> _What to work on_
Within the listing below, please copy exactly the lines between the line holding "parse failed for" and the line holding "pub trait Topic<T>: Sync", inclusive.

> _Records for the task_
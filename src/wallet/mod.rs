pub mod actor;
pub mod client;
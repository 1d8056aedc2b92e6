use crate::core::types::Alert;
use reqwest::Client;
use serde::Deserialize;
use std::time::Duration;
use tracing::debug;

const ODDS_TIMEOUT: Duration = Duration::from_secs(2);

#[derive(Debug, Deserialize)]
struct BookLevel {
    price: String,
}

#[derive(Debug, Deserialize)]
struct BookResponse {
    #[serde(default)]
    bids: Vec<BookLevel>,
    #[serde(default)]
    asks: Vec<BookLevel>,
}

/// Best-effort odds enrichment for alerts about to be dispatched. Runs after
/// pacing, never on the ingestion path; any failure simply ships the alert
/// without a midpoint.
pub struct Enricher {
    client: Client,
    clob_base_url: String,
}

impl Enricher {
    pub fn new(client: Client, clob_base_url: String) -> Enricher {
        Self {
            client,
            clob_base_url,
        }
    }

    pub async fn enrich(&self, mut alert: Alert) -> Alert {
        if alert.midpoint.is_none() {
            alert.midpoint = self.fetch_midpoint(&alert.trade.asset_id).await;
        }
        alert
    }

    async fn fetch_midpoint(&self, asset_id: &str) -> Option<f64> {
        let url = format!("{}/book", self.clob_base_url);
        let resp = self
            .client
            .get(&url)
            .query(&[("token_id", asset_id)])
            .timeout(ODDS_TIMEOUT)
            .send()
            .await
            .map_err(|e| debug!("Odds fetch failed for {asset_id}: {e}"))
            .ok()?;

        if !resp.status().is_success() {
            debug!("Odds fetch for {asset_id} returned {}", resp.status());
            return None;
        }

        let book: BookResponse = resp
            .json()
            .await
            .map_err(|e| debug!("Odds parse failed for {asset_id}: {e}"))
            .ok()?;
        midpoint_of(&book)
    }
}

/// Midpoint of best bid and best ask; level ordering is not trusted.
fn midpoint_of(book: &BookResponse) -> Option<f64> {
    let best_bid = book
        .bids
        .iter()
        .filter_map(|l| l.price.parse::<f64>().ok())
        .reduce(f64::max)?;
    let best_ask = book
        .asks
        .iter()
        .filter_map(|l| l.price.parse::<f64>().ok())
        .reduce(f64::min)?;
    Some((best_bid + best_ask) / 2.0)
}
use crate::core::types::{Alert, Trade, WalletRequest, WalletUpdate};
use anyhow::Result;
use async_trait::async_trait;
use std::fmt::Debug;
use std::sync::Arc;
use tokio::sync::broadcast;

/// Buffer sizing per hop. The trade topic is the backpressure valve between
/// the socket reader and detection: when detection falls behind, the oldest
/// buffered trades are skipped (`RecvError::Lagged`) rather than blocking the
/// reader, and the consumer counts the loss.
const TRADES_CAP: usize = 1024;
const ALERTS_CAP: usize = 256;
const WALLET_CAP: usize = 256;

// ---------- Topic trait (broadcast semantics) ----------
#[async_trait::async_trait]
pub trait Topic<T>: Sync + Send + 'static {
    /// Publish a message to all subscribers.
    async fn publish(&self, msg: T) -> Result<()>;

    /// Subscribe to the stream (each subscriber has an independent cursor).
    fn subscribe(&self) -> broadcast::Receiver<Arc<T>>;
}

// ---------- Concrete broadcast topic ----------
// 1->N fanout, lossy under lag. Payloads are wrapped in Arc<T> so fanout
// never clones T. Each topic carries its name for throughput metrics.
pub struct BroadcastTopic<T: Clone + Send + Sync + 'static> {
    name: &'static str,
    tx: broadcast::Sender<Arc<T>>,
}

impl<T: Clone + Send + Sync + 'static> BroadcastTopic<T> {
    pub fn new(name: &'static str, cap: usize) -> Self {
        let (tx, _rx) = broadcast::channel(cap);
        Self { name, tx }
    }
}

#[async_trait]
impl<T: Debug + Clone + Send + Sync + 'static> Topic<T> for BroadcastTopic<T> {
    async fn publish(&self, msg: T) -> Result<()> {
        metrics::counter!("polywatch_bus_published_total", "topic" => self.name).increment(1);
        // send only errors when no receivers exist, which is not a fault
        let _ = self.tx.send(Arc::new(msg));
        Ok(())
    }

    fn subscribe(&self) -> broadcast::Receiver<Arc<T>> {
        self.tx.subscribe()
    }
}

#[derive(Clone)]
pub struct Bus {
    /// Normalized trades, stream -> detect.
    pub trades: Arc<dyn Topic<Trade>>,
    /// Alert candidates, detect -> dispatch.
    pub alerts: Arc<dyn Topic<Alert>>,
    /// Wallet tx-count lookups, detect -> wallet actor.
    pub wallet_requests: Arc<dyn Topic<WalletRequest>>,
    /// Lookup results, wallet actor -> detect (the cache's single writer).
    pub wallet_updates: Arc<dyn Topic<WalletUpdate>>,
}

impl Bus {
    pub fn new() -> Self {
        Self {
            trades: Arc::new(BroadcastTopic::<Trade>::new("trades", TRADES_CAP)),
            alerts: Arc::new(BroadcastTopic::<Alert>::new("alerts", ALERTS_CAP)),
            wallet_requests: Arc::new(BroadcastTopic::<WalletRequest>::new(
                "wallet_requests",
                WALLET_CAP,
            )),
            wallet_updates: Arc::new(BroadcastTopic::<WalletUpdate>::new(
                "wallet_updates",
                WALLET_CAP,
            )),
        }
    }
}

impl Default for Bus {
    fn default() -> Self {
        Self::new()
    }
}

...

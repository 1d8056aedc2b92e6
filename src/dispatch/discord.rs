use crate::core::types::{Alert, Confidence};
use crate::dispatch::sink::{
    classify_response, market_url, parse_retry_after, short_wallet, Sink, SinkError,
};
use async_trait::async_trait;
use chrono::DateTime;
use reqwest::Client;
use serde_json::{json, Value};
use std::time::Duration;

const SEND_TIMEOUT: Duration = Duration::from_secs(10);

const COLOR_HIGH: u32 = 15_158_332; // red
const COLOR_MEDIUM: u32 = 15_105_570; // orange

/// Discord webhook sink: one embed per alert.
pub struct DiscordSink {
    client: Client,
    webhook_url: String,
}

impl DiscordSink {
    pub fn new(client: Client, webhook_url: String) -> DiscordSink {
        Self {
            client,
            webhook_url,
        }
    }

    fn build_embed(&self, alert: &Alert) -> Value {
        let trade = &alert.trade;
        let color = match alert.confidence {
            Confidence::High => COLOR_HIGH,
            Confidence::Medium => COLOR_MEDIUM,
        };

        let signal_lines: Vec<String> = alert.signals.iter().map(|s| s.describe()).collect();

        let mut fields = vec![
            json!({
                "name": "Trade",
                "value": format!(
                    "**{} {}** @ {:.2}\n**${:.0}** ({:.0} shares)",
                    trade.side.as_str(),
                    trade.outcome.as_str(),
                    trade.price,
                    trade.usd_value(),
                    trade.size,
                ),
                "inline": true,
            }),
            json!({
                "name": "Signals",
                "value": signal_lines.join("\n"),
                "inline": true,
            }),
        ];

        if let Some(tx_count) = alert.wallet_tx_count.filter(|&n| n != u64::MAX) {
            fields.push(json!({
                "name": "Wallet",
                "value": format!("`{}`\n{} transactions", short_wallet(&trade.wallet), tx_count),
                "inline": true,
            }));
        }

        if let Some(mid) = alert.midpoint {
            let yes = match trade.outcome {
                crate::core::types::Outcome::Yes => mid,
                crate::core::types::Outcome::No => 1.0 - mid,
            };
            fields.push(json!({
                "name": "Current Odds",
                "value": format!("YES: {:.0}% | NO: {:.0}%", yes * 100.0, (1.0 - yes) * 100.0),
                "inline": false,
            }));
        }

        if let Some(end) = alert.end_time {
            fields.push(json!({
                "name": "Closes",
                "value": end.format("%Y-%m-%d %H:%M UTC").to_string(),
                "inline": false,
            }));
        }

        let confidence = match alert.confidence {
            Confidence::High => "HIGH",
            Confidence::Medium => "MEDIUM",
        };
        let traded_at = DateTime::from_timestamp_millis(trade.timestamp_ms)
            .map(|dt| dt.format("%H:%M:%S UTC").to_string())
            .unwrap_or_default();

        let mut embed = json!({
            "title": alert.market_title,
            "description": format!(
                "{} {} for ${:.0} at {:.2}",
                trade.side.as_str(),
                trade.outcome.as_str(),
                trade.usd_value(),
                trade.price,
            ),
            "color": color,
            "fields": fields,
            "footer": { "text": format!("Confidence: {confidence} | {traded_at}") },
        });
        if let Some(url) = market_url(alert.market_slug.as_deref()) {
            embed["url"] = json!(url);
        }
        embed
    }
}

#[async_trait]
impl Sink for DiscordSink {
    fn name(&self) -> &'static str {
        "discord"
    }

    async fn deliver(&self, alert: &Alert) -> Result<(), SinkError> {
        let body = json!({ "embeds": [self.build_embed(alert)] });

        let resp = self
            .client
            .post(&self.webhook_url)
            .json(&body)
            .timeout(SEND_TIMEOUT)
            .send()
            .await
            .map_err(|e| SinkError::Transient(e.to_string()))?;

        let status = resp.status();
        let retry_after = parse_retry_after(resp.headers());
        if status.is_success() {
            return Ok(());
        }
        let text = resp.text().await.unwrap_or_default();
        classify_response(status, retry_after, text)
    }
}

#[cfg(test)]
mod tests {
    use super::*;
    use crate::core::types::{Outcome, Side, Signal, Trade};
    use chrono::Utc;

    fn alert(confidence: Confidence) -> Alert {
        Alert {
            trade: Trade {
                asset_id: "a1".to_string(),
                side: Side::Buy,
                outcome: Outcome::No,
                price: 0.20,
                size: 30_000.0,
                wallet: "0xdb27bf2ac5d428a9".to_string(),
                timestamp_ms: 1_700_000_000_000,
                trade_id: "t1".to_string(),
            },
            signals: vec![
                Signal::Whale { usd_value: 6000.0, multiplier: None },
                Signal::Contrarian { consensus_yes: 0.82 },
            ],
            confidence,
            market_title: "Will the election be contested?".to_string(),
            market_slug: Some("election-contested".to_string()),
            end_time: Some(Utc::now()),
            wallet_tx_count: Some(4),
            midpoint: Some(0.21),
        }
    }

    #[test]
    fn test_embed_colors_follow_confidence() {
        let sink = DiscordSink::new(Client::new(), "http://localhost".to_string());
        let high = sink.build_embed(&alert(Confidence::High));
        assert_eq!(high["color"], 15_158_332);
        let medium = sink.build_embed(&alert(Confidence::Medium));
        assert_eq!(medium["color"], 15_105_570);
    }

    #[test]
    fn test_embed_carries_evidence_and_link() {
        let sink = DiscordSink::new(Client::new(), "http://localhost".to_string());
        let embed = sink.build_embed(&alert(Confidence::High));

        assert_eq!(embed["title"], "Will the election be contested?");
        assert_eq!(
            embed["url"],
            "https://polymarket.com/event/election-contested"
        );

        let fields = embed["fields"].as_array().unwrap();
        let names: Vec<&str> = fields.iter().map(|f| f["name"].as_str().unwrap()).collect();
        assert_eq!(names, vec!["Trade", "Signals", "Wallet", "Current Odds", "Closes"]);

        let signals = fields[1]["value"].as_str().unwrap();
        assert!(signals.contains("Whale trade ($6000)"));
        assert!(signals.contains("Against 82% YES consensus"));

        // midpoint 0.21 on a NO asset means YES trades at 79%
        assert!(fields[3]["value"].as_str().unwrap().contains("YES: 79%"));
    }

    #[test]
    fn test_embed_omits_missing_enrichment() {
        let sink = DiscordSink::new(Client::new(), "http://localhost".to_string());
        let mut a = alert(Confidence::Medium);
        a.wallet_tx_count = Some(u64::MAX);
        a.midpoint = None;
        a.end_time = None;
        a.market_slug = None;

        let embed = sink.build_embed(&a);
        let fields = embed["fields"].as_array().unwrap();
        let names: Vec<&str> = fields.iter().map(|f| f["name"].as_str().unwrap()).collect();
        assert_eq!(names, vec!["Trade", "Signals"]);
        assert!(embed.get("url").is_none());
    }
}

> _Written solution_
            .map_err(|e| debug!("Odds parse failed for {asset_id}: {e}"))
            .ok()?;
        midpoint_of(&book)
    }
}

/// Midpoint of best bid and best ask; level ordering is not trusted.
fn midpoint_of(book: &BookResponse) -> Option<f64> {
    let best_bid = book
        .bids
        .iter()
        .filter_map(|l| l.price.parse::<f64>().ok())
        .reduce(f64::max)?;
    let best_ask = book
        .asks
        .iter()
        .filter_map(|l| l.price.parse::<f64>().ok())
        .reduce(f64::min)?;
    Some((best_bid + best_ask) / 2.0)
}
use crate::core::types::{Alert, Trade, WalletRequest, WalletUpdate};
use anyhow::Result;
use async_trait::async_trait;
use std::fmt::Debug;
use std::sync::Arc;
use tokio::sync::broadcast;

/// Buffer sizing per hop. The trade topic is the backpressure valve between
/// the socket reader and detection: when detection falls behind, the oldest
/// buffered trades are skipped (`RecvError::Lagged`) rather than blocking the
/// reader, and the consumer counts the loss.
const TRADES_CAP: usize = 1024;
const ALERTS_CAP: usize = 256;
const WALLET_CAP: usize = 256;

// ---------- Topic trait (broadcast semantics) ----------
#[async_trait::async_trait]
pub trait Topic<T>: Sync + Send + 'static {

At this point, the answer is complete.